Einen besonders positiven Effekt haben ihm zufolge gemeinschaftliche Aktivitäten wie etwa das Singen im Chor. Aktivitäten, bei denen die Teilnehmenden ihr Verhalten koordinieren und sich dabei aufeinander einstimmen müssen. Weitere Befunde legen nahe, dass Menschen, die ehrenamtlich aktiv sind und dabei anderen helfen, sich nicht nur weniger einsam fühlen, sondern auch länger leben. Daneben könne man die Einsamkeit sogar aktiv aufsuchen, um sie zu bekämpfen, fügt Spitzer hinzu: „Wer hinaus in die Natur geht, der grübelt nachweislich weniger, ist kreativer und prosozialer.“ Der Grund dafür? In der Natur erlebt sich der Mensch als kleinen, aber zugleich festen Bestandteil der Welt, des großen Ganzen. Eine beruhigende und zugleich sehr schöne Vorstellung.

Körperliche Folgen

Stress: Dauerhafte Einsamkeit kann sich auf den Körper auswirken wie Stress. „Akuter Stress ist ein lebensrettender Vorgang“, betont der Psychiater Manfred Spitzer. „Er sorgt dafür, dass wir blitzschnell reagieren können.“ Bricht zum Beispiel jemand im Winter auf einem zugefrorenen See ein, stellt sein Körper sofort Energie bereit, die es ihm ermöglichen soll, sich aus eigener Kraft zu retten.

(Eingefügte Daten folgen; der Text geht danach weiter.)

// Copyright (c) 2025 Soumyadip Sarkar.
// All rights reserved.
//
// This source code is licensed under the license found in the
// LICENSE file in the root directory of this source tree.

use std::io::Write;

use anyhow::Result;
use chrono::{DateTime, Days, NaiveDate, Utc};

use crate::models::Transaction;

#[derive(Debug, Clone, Default)]
pub struct Filter {
    pub name: String,
    pub start: Option<NaiveDate>,
    pub end: Option<NaiveDate>,
}

impl Filter {
    pub fn matches(&self, tx: &Transaction) -> bool {
        self.matches_name(tx) && self.matches_date(tx.date)
    }

    fn matches_name(&self, tx: &Transaction) -> bool {
        let needle = self.name.trim().to_lowercase();
        needle.is_empty()
            || tx.from.to_lowercase().contains(&needle)
            || tx.to.to_lowercase().contains(&needle)
    }

    /// `start` counts from 00:00 UTC; `end` runs through the whole day.
    fn matches_date(&self, date: DateTime<Utc>) -> bool {
        if let Some(start) = self.start.and_then(day_start) {
            if date < start {
                return false;
            }
        }
        if let Some(end) = self
            .end
            .and_then(|d| d.checked_add_days(Days::new(1)))
            .and_then(day_start)
        {
            if date >= end {
                return false;
            }
        }
        true
    }
}

fn day_start(d: NaiveDate) -> Option<DateTime<Utc>> {
    d.and_hms_opt(0, 0, 0).map(|n| n.and_utc())
}

pub fn filter_transactions<'a>(transactions: &'a [Transaction], filter: &Filter) -> Vec<&'a Transaction> {
    transactions.iter().filter(|t| filter.matches(t)).collect()
}

pub const CSV_HEADERS: [&str; 7] = ["Date", "From", "To", "Type", "Amount", "PaymentMethod", "Note"];

/// Write rows as fully quoted CSV. Returns `false` without writing anything
/// when there is nothing to export.
pub fn export_csv<W: Write>(rows: &[&Transaction], out: W) -> Result<bool> {
    if rows.is_empty() {
        return Ok(false);
    }
    let mut wtr = csv::WriterBuilder::new()
        .quote_style(csv::QuoteStyle::Always)
        .from_writer(out);
    wtr.write_record(CSV_HEADERS)?;
    for tx in rows {
        wtr.write_record([
            tx.date.format("%Y-%m-%d %H:%M:%S").to_string(),
            tx.from.clone(),
            tx.to.clone(),
            tx.kind.to_string(),
            tx.amount.to_string(),
            tx.payment_method.map(|m| m.to_string()).unwrap_or_default(),
            tx.note.clone(),
        ])?;
    }
    wtr.flush()?;
    Ok(true)
}

pub fn export_filename(today: NaiveDate) -> String {
    format!("cashflow_report_{}.csv", today.format("%Y-%m-%d"))
}

#[cfg(test)]
mod tests {
    use super::*;

    #[test]
    fn filename_embeds_date() {
        let d = NaiveDate::from_ymd_opt(2025, 9, 1).unwrap();
        assert_eq!(export_filename(d), "cashflow_report_2025-09-01.csv");
    }
}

Konsequenzen: Steht ein Mensch unter Dauerstress, kann das jedoch negative Folgen haben. Bei akutem Stress wird der ganze Körper in Alarmbereitschaft gesetzt: So gehen beispielsweise die Blutzuckerwerte nach oben, die Blutwerte sind erhöht und die Verdauung gehemmt. „Das ist sehr anstrengend für den Körper“, erklärt Fred Christmann, psychologischer Psychotherapeut von der Stiftung Psyche in Stuttgart. Kommen solche Bedrohungswerte häufig vor, kann dies unter anderem zu Diabetes, Herz-Kreislauf-Erkrankungen, chronischen Entzündungen führen.